What to work on
From the entries that follow, gather each line holding the word "apopi".

Records to use
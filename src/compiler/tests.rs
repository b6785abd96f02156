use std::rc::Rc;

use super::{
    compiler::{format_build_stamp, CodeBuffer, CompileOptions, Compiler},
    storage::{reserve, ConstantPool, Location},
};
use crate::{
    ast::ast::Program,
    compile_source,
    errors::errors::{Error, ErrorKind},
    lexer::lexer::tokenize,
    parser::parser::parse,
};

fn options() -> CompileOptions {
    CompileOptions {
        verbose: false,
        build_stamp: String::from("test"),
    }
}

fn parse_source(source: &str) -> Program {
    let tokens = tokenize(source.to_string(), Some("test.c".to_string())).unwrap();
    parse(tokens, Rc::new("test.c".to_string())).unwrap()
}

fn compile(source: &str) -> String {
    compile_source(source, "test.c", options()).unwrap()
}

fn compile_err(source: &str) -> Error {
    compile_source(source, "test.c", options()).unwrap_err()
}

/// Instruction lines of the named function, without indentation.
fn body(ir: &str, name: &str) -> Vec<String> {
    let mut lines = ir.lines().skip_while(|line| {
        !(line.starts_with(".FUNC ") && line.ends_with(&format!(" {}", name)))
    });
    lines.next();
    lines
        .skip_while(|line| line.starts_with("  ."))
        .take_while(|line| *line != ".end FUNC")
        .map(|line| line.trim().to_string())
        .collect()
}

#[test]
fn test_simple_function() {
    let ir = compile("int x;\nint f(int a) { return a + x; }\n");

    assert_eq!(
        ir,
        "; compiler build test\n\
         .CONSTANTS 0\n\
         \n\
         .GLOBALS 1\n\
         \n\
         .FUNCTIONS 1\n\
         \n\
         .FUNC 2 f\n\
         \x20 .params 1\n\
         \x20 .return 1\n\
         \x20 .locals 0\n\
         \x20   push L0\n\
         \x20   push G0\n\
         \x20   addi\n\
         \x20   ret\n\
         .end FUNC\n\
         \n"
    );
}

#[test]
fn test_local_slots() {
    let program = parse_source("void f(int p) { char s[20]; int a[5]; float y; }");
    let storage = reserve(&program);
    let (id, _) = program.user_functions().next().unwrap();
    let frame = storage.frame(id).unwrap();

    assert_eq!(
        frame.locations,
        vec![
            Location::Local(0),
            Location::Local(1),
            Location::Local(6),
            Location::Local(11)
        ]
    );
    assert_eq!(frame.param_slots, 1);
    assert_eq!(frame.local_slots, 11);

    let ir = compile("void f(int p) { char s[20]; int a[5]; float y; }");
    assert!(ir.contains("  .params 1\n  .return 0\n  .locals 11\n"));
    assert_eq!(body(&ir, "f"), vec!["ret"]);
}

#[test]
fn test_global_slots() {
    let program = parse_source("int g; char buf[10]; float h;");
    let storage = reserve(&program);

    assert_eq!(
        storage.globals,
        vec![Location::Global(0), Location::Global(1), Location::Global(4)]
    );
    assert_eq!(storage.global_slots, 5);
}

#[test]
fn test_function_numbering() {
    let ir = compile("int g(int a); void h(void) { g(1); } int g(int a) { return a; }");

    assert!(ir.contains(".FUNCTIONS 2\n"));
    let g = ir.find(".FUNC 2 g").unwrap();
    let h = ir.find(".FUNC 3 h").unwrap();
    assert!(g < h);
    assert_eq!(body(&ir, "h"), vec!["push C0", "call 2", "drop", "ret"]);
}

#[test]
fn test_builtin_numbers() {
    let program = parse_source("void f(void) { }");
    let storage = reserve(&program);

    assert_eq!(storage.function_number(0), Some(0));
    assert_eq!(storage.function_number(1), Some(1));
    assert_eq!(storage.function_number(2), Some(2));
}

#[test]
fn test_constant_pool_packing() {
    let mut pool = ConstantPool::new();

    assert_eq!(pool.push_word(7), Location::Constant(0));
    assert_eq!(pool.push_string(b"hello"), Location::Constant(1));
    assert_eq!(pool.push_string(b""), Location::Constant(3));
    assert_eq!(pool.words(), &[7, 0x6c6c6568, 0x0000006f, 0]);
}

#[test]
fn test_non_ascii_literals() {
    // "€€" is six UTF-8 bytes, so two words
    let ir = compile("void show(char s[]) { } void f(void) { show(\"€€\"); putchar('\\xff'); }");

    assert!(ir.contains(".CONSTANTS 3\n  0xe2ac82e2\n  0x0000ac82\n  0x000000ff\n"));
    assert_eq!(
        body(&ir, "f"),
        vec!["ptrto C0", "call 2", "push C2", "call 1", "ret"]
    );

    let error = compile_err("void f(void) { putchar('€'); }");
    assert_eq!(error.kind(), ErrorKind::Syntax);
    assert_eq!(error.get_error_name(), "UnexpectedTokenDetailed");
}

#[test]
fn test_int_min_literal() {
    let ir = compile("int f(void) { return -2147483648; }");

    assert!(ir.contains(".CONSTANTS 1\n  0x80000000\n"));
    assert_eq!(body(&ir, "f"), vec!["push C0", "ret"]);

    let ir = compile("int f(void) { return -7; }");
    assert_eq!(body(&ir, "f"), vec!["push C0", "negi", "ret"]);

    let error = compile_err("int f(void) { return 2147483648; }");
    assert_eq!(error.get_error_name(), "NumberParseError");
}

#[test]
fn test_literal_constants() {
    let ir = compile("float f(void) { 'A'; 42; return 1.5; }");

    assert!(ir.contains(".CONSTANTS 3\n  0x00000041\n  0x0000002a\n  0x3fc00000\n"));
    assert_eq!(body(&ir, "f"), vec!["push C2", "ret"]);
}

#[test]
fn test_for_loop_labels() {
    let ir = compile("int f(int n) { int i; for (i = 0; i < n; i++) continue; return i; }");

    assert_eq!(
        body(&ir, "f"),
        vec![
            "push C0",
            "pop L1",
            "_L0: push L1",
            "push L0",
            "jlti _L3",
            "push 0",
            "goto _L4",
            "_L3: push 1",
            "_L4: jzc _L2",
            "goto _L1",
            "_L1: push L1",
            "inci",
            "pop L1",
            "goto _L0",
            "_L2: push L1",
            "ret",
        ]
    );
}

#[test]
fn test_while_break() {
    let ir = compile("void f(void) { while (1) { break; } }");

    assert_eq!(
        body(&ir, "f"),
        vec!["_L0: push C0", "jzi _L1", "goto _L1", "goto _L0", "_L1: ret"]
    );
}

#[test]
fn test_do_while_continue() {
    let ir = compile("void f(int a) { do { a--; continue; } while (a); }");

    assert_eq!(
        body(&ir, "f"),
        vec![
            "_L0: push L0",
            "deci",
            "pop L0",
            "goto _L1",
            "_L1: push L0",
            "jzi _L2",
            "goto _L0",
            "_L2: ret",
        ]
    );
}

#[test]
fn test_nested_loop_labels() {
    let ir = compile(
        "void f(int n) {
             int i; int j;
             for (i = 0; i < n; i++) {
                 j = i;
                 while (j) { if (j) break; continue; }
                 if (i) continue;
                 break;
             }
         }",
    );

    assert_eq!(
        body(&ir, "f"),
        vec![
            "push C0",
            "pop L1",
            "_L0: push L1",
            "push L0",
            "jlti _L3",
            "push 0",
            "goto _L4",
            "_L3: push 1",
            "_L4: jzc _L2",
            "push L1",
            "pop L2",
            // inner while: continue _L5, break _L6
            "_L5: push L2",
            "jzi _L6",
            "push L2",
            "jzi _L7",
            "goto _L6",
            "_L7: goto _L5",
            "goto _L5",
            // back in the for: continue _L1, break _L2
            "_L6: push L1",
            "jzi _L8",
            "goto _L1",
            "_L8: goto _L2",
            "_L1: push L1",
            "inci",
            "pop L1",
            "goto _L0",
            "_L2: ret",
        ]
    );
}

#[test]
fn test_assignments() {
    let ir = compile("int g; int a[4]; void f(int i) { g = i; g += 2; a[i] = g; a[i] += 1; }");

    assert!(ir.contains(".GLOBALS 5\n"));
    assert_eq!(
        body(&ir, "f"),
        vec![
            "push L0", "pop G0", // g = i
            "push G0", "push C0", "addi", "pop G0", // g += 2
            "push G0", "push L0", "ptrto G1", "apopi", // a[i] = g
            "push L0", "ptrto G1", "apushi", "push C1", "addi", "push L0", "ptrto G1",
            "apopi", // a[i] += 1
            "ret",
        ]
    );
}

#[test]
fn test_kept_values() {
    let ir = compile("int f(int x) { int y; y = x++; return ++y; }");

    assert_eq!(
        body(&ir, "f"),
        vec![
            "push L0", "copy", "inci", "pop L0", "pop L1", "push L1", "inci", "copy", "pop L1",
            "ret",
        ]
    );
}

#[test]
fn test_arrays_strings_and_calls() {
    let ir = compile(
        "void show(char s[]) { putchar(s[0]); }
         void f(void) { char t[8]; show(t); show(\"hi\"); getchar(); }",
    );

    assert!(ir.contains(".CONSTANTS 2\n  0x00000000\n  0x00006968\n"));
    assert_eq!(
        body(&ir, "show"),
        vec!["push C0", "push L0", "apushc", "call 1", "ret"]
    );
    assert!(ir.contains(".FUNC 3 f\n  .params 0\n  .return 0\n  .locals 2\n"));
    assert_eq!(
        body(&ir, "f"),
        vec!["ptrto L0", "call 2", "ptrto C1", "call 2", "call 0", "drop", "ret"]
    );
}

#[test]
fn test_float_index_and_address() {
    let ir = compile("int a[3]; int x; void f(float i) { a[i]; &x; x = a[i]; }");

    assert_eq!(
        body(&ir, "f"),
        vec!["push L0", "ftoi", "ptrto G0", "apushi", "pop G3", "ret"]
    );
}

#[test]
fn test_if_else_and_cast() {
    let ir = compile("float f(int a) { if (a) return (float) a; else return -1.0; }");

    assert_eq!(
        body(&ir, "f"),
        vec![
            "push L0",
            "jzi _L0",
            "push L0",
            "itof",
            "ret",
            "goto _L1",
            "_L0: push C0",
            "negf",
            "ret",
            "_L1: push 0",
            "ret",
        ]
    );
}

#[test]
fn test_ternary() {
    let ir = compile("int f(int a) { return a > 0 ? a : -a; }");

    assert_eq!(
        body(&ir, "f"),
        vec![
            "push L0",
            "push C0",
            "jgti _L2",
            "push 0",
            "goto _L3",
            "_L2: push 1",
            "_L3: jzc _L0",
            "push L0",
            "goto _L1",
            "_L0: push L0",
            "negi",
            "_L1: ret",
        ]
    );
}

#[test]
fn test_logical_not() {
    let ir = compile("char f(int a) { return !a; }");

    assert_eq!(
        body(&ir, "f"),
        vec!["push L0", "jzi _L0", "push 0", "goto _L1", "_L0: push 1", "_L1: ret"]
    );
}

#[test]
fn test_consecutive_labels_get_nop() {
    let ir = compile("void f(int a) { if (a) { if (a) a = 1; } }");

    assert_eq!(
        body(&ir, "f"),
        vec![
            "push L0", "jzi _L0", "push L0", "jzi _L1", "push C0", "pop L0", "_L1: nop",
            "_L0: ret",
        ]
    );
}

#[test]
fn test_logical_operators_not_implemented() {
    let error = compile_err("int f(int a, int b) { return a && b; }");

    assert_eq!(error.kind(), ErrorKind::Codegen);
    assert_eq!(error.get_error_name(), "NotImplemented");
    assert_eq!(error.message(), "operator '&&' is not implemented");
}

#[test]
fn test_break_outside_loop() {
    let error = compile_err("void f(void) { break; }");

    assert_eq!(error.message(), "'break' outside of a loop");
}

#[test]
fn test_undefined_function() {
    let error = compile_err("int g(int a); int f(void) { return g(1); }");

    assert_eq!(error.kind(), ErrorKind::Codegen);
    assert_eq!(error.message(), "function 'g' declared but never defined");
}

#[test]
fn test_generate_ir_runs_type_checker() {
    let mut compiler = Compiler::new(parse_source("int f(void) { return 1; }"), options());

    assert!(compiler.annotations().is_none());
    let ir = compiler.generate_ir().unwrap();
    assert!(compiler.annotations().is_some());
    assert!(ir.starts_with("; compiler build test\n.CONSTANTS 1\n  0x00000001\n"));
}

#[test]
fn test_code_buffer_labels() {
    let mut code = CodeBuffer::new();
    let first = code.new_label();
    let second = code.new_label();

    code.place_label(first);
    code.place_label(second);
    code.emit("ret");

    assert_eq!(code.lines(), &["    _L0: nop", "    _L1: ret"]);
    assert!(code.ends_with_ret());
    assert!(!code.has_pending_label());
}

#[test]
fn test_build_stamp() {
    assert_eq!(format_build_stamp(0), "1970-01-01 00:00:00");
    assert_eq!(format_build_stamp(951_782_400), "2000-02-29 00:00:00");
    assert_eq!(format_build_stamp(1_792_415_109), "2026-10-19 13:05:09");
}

Solution below
            "push G0", "push L0", "ptrto G1", "apopi", // a[i] = g
            "apopi", // a[i] += 1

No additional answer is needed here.